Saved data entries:
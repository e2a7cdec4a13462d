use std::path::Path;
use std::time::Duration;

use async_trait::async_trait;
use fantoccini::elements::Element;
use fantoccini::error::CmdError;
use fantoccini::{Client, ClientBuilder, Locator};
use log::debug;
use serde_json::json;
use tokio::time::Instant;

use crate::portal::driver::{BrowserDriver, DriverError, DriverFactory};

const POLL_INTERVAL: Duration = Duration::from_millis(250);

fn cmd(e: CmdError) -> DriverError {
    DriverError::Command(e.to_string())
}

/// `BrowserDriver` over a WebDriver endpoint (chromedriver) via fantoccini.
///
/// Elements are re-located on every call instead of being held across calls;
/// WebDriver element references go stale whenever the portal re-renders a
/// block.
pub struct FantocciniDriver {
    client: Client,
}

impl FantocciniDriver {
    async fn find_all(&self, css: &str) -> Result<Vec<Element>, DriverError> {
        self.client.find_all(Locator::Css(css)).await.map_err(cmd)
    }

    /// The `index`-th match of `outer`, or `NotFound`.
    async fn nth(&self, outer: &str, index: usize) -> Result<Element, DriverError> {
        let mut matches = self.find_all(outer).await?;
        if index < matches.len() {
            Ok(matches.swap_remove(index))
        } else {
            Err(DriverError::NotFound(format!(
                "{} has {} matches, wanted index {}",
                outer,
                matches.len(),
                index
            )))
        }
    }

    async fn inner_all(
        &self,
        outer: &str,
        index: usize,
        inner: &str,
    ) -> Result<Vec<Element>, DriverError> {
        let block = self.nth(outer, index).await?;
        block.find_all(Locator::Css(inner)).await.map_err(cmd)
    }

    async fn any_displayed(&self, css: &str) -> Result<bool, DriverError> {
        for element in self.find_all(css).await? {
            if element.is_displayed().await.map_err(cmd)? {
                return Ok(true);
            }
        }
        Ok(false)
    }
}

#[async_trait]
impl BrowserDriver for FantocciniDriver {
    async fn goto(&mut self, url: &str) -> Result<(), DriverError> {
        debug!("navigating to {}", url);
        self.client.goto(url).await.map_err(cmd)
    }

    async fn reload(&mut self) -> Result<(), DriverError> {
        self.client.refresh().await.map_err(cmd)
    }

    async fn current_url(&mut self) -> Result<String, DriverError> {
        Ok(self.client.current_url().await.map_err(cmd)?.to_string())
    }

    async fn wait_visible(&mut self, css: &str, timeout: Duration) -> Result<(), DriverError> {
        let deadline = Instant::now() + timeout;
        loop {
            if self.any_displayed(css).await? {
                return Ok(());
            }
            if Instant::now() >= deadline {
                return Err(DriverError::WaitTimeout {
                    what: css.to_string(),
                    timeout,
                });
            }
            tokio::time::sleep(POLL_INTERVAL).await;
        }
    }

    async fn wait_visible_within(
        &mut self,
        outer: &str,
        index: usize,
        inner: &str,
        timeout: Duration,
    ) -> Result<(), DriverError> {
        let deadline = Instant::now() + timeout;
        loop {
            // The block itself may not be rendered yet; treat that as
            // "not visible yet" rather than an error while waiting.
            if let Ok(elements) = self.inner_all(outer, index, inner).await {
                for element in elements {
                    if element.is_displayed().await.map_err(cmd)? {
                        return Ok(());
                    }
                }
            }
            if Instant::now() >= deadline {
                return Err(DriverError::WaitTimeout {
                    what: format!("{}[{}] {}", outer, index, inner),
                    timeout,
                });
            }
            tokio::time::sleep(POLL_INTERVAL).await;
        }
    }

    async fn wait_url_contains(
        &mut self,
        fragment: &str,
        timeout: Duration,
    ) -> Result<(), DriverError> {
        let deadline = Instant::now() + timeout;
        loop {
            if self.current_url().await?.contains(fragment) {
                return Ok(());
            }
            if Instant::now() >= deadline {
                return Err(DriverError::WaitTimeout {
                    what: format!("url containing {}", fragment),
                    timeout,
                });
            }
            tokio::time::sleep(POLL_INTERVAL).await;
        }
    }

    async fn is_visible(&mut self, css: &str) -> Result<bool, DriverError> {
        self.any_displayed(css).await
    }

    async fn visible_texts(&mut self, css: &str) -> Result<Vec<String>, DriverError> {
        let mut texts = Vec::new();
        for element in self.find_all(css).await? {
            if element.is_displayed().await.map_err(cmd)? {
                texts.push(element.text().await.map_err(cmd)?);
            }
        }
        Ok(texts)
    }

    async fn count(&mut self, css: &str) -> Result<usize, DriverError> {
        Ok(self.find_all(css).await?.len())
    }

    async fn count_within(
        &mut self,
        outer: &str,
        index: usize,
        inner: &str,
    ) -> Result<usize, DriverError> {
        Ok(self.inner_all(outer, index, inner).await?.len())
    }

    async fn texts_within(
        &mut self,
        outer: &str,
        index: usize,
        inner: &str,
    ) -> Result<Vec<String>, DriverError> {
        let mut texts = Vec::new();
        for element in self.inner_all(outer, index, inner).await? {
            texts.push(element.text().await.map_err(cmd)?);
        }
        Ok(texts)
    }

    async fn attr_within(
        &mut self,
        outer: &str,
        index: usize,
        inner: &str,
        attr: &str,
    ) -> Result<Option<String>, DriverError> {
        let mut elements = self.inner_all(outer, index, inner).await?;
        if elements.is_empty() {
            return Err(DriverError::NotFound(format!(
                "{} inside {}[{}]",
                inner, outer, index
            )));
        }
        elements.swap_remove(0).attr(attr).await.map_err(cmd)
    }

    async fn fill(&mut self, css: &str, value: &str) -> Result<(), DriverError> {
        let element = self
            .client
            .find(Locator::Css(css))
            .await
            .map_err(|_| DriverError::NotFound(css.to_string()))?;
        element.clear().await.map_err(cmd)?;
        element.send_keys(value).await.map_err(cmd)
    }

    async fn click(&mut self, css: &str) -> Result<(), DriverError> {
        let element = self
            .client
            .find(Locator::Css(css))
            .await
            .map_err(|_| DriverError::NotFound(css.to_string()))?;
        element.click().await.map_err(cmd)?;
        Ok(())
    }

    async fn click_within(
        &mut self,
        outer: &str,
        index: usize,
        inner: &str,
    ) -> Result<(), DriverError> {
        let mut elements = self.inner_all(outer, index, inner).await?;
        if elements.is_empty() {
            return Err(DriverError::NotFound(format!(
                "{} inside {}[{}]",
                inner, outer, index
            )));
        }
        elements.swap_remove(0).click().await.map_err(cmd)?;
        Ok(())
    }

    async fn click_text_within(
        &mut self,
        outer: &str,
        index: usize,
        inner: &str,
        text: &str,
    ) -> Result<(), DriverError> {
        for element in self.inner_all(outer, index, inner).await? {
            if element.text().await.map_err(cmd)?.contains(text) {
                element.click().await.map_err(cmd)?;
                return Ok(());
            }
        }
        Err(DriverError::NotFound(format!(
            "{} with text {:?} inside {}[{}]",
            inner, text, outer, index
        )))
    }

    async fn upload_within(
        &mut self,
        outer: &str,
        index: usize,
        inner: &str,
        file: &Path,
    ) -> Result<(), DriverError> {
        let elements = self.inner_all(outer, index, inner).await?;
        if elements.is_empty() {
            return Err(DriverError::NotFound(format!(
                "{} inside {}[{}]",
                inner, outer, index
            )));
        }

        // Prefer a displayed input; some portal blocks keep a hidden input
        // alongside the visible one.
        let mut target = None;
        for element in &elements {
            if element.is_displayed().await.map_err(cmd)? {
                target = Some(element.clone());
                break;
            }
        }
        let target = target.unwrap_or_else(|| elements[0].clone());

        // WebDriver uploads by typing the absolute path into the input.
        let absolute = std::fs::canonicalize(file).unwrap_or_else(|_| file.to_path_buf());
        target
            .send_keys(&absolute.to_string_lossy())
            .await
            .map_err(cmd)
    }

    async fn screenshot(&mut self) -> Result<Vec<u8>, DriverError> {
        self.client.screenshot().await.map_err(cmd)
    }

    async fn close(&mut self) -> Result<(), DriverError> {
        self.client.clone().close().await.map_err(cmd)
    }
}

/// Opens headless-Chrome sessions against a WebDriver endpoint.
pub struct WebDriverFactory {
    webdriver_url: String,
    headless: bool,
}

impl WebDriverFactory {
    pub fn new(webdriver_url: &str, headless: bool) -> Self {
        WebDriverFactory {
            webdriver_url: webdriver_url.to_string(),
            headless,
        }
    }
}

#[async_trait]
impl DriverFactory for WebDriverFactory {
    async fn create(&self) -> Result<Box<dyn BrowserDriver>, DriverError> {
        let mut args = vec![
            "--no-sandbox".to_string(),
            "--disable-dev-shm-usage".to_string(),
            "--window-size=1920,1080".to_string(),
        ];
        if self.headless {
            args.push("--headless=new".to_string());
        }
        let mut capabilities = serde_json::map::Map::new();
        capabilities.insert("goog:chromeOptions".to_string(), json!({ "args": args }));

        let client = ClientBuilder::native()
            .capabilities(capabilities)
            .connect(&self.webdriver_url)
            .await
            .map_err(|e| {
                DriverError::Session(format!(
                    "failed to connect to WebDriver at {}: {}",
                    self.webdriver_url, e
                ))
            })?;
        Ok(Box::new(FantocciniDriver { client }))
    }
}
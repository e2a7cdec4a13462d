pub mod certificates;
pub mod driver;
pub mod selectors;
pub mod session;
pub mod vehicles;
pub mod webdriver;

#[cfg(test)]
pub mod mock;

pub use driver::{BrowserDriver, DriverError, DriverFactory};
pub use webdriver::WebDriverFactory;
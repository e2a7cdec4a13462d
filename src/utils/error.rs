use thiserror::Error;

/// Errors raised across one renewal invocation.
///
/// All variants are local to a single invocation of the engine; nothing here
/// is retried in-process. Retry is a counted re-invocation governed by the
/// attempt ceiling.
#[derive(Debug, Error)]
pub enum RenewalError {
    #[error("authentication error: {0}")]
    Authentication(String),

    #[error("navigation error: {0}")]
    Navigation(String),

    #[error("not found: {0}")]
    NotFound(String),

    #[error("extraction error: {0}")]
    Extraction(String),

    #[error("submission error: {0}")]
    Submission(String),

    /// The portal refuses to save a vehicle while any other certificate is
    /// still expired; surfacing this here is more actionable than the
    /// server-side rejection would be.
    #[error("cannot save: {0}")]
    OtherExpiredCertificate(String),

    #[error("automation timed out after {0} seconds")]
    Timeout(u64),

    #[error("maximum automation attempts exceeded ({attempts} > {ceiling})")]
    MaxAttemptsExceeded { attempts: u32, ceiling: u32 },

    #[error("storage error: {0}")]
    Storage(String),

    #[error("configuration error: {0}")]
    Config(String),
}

What you will do:
Once you find the line containing "portal re-renders a", stop: reproduce exactly that line and every line of the data before it, and nothing else.

Solution to the problem:
repository e2a7cdec4a13462d
use std::path::Path;
use std::time::Duration;

use async_trait::async_trait;
use fantoccini::elements::Element;
use fantoccini::error::CmdError;
use fantoccini::{Client, ClientBuilder, Locator};
use log::debug;
use serde_json::json;
use tokio::time::Instant;

use crate::portal::driver::{BrowserDriver, DriverError, DriverFactory};

const POLL_INTERVAL: Duration = Duration::from_millis(250);

fn cmd(e: CmdError) -> DriverError {
    DriverError::Command(e.to_string())
}

/// `BrowserDriver` over a WebDriver endpoint (chromedriver) via fantoccini.
///
/// Elements are re-located on every call instead of being held across calls;
/// WebDriver element references go stale whenever the portal re-renders a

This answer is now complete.